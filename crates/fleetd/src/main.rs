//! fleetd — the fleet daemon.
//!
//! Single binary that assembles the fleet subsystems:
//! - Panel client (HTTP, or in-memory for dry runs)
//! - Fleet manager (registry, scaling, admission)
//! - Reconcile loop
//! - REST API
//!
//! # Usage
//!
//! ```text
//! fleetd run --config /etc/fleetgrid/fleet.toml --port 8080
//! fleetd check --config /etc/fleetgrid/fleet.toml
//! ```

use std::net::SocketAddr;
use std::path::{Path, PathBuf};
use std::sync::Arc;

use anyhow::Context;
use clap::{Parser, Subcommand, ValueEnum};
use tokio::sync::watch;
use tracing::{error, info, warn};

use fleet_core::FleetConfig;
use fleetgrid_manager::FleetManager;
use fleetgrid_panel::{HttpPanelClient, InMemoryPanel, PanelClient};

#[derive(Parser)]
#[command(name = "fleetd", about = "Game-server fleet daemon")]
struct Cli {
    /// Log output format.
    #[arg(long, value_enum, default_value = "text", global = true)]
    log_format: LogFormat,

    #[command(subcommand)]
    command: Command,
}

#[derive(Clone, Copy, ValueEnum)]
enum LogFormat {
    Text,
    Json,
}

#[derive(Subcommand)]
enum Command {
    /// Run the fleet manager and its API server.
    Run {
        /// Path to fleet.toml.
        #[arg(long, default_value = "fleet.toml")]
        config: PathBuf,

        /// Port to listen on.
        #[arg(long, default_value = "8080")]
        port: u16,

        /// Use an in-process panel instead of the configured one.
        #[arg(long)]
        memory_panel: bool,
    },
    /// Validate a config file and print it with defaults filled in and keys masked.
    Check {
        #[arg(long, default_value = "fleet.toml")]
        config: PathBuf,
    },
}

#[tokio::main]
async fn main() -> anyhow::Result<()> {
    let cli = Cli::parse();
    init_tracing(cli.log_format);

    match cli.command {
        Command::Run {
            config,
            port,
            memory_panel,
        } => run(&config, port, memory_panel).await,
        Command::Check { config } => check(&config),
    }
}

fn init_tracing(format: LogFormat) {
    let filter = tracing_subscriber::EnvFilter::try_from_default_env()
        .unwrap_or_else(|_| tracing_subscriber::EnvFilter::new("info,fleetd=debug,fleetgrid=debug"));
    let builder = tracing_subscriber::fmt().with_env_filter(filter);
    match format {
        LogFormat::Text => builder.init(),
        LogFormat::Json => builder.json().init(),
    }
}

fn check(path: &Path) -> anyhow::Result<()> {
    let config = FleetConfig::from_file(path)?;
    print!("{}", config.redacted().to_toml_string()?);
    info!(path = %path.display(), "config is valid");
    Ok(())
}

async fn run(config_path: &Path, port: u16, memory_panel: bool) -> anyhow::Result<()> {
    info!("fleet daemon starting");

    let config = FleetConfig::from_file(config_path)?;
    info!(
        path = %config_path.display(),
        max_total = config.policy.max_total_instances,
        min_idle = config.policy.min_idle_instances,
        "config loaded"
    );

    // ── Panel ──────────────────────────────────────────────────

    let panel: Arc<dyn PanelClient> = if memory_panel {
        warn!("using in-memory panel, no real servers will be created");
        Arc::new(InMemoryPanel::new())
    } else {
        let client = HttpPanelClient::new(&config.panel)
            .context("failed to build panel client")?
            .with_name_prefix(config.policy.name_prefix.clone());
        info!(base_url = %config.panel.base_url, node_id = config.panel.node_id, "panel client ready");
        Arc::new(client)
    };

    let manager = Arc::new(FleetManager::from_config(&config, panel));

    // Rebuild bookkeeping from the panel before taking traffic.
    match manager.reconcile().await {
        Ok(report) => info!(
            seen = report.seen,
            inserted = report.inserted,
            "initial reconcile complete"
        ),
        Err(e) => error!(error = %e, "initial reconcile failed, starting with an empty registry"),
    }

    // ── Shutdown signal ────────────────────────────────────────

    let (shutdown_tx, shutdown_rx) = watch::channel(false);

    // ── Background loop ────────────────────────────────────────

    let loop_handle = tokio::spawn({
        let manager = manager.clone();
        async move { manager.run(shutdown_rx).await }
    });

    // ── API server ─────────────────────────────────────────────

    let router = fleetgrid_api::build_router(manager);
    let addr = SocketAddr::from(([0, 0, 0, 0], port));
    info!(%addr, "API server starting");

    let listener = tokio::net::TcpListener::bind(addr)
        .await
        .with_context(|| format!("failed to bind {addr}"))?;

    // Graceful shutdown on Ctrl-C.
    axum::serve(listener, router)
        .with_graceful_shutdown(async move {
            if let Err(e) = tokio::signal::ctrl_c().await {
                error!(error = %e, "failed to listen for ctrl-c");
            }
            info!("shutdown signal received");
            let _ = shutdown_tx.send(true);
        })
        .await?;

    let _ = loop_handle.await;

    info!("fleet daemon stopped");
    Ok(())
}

---

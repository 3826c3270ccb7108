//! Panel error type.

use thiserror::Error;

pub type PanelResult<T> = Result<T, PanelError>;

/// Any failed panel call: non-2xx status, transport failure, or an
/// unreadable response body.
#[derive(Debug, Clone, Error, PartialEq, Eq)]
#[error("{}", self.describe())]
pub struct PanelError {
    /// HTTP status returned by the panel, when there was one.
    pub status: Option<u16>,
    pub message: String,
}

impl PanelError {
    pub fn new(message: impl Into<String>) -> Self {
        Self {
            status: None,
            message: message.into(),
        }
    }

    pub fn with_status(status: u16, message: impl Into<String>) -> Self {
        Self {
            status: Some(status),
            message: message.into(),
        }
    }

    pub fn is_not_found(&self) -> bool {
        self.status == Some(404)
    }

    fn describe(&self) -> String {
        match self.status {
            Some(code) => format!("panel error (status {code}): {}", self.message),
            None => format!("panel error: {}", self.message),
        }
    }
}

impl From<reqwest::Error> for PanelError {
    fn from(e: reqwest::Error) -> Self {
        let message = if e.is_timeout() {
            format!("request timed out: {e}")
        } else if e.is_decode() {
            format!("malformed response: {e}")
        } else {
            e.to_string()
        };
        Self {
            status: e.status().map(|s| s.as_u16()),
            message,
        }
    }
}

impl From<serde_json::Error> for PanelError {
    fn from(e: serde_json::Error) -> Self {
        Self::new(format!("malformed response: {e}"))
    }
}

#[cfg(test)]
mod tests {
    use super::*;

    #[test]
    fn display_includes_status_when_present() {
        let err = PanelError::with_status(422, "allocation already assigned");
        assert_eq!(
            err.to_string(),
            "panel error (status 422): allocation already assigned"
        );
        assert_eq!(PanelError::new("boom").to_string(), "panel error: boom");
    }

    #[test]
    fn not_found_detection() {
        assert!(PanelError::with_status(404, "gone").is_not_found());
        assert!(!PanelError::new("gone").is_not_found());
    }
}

--

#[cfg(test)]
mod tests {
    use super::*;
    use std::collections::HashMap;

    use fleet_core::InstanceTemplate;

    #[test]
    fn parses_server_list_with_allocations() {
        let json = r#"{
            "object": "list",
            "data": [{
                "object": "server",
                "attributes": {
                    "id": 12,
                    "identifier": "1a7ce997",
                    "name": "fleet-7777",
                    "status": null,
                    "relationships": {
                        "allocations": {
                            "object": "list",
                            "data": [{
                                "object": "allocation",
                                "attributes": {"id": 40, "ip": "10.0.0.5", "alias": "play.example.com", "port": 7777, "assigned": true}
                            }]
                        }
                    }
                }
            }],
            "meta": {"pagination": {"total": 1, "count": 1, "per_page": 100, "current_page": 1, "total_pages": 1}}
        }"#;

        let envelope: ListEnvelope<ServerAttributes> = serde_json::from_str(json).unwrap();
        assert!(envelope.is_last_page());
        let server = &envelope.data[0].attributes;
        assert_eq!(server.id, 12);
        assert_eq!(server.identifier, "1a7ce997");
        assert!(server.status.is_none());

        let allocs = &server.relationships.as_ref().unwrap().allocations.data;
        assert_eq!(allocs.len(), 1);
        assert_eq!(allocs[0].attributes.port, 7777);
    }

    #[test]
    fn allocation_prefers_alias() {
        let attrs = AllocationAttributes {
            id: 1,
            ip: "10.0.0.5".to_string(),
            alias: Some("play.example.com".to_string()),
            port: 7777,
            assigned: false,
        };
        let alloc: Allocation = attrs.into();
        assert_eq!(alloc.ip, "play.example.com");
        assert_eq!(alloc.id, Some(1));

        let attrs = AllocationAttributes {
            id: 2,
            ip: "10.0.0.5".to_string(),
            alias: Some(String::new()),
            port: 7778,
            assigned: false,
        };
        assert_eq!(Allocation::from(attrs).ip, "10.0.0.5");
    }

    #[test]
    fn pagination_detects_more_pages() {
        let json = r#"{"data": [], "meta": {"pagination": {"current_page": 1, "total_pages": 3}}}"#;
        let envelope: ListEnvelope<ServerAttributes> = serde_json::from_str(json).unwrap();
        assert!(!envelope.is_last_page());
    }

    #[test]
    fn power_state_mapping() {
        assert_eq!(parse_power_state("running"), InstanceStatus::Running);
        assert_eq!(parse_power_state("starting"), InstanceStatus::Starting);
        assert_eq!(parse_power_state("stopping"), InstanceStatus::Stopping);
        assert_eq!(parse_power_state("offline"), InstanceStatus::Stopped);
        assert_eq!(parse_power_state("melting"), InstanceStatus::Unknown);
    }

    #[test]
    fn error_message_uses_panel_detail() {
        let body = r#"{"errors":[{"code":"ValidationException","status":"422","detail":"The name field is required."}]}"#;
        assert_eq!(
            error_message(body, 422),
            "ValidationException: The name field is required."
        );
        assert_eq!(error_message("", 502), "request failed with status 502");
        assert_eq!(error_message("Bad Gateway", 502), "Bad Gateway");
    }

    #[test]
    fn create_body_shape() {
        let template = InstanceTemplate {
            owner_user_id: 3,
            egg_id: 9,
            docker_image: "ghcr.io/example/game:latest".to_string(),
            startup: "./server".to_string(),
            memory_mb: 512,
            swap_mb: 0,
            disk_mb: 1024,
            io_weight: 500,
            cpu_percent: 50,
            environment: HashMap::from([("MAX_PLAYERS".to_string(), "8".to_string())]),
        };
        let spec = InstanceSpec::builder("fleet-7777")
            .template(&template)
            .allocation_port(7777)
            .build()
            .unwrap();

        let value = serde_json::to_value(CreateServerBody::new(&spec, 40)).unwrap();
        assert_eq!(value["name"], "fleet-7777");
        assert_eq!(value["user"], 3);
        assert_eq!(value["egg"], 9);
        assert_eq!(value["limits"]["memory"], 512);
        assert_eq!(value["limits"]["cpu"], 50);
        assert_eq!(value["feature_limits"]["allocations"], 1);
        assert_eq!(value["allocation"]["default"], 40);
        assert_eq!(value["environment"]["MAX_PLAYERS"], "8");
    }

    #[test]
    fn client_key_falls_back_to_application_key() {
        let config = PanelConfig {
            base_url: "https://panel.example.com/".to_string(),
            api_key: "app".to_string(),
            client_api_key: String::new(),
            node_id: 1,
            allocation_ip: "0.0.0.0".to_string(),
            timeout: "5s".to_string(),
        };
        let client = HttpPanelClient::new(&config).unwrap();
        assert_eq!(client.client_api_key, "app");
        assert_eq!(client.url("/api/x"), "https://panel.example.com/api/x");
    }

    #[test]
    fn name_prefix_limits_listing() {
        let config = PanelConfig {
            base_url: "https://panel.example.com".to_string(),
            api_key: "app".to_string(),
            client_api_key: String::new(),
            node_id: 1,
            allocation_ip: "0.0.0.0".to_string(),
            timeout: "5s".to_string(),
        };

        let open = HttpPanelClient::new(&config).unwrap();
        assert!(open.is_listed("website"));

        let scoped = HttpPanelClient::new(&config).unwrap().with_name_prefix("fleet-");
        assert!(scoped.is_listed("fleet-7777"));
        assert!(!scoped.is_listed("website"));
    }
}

▶ PROBLEM TO SOLVE
Find the number of lines in the records that contain "tokio", and write that number only.

▶ ANSWER AREA
5